## Records for this task:
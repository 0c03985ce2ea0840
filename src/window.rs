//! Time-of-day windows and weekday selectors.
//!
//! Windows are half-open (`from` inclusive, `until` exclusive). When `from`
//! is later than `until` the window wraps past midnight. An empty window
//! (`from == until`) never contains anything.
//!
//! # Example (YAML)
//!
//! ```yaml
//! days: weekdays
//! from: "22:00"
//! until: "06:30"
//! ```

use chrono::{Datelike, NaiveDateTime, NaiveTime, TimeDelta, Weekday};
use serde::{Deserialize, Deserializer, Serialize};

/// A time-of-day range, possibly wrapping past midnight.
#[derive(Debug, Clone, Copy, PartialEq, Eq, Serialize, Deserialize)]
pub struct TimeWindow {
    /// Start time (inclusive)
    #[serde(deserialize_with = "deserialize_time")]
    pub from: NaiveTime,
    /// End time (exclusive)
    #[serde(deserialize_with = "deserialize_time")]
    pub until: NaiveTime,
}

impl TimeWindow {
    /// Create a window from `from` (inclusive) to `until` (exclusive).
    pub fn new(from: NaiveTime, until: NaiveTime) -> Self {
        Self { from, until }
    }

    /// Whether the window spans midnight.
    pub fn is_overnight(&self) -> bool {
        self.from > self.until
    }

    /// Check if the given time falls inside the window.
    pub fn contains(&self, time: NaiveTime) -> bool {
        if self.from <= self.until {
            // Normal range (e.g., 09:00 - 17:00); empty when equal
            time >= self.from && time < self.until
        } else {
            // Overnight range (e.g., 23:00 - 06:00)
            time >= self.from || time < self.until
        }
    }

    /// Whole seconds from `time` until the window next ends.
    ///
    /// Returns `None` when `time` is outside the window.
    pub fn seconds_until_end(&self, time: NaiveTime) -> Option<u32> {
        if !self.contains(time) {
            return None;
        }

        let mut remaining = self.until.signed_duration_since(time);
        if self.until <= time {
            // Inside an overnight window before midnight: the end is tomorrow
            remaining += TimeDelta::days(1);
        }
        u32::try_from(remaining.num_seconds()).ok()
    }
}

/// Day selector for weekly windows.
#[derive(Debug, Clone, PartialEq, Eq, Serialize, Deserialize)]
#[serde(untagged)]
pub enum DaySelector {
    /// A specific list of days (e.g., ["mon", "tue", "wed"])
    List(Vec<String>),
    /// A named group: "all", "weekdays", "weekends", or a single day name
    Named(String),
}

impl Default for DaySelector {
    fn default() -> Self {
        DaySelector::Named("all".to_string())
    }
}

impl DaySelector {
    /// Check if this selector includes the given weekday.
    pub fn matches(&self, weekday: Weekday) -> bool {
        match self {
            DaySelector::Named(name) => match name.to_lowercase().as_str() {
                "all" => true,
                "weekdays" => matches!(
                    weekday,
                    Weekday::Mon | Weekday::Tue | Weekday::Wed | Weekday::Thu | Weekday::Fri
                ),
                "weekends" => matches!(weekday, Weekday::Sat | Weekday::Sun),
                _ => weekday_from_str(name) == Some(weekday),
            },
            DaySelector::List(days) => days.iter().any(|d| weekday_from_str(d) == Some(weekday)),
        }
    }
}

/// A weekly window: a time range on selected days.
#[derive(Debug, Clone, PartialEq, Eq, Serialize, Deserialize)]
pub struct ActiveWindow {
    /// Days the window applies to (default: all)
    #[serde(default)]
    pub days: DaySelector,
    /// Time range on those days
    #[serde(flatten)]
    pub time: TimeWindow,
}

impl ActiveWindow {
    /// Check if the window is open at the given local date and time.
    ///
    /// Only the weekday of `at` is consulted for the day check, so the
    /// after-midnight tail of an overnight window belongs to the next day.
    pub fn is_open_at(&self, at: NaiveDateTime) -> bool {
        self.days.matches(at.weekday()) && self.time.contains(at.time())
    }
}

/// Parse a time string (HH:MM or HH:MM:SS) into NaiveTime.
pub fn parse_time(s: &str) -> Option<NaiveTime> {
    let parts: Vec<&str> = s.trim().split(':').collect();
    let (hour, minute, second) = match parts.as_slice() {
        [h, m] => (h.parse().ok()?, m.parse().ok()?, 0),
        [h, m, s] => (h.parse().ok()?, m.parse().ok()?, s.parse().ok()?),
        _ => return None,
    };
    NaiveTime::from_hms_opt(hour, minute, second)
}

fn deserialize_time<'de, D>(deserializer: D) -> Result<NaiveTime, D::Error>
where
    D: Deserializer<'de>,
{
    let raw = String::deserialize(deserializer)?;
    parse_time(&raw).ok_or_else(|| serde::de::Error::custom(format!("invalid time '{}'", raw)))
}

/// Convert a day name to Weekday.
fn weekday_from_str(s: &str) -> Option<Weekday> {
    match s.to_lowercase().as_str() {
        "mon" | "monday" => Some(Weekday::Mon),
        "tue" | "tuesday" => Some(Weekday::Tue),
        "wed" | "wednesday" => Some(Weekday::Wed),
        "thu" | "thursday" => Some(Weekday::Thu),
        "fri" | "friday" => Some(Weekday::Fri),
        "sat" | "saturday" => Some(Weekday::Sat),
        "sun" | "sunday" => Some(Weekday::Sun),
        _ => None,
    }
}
...
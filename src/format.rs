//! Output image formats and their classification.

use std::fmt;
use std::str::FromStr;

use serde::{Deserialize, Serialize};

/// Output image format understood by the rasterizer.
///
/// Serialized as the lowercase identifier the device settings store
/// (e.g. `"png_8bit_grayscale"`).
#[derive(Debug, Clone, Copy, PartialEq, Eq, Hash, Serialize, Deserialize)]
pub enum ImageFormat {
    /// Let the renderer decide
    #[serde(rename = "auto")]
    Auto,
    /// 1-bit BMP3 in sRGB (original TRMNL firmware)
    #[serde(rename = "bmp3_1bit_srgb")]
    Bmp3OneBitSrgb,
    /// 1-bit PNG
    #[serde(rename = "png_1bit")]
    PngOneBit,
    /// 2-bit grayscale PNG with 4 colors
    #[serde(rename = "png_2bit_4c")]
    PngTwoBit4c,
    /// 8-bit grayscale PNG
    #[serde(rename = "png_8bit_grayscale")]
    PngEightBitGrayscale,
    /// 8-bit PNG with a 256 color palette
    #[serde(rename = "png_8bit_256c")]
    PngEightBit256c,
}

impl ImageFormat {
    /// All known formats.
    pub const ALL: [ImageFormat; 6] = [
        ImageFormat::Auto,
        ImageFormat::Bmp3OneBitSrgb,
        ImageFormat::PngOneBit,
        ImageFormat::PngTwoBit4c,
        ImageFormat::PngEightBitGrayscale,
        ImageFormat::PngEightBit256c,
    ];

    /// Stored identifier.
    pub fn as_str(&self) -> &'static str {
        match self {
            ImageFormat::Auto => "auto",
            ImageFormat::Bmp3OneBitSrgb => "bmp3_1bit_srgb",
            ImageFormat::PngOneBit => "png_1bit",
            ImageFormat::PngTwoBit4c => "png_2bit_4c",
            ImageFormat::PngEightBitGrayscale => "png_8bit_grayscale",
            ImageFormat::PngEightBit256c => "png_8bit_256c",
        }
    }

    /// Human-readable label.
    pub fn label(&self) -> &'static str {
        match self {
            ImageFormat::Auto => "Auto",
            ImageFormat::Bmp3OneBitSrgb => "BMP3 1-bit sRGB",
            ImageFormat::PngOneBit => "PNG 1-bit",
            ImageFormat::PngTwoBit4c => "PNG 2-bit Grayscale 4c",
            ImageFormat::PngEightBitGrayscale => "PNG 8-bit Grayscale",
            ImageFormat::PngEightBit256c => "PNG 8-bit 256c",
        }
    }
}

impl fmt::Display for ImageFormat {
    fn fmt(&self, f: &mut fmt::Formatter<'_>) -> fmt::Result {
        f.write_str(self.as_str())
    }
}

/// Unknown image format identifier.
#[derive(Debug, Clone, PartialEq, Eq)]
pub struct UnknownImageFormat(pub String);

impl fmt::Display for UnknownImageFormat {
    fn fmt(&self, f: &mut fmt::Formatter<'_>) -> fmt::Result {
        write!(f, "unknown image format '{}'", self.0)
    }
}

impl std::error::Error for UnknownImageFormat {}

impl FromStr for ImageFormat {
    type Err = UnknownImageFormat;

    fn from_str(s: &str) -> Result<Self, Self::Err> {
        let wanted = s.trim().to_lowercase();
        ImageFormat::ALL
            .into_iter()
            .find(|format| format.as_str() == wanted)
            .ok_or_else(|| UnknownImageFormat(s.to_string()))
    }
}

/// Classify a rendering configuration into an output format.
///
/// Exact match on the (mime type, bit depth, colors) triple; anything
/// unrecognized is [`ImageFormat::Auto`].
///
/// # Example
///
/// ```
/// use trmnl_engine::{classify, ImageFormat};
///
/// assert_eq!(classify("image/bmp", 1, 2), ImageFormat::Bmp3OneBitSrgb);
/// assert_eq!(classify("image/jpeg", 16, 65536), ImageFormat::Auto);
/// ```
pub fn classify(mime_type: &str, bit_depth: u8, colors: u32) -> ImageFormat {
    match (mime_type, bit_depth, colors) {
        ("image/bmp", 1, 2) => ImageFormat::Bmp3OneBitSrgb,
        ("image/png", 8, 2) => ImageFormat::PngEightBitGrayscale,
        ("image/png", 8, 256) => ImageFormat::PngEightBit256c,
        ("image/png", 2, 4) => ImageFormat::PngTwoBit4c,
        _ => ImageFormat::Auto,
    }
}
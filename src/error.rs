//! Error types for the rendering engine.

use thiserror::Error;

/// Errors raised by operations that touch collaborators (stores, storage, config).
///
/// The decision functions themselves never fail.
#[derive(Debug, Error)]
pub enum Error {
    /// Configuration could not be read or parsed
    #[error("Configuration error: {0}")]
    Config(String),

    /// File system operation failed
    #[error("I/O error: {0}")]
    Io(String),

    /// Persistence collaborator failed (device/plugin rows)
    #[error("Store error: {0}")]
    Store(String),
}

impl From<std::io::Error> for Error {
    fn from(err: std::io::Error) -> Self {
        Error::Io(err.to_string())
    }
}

## What you are asked to do:
Using the entries, return every line where the word "bool" can be found.

## Solution below:
    pub fn is_overnight(&self) -> bool {
    pub fn contains(&self, time: NaiveTime) -> bool {
    pub fn matches(&self, weekday: Weekday) -> bool {
    pub fn is_open_at(&self, at: NaiveDateTime) -> bool {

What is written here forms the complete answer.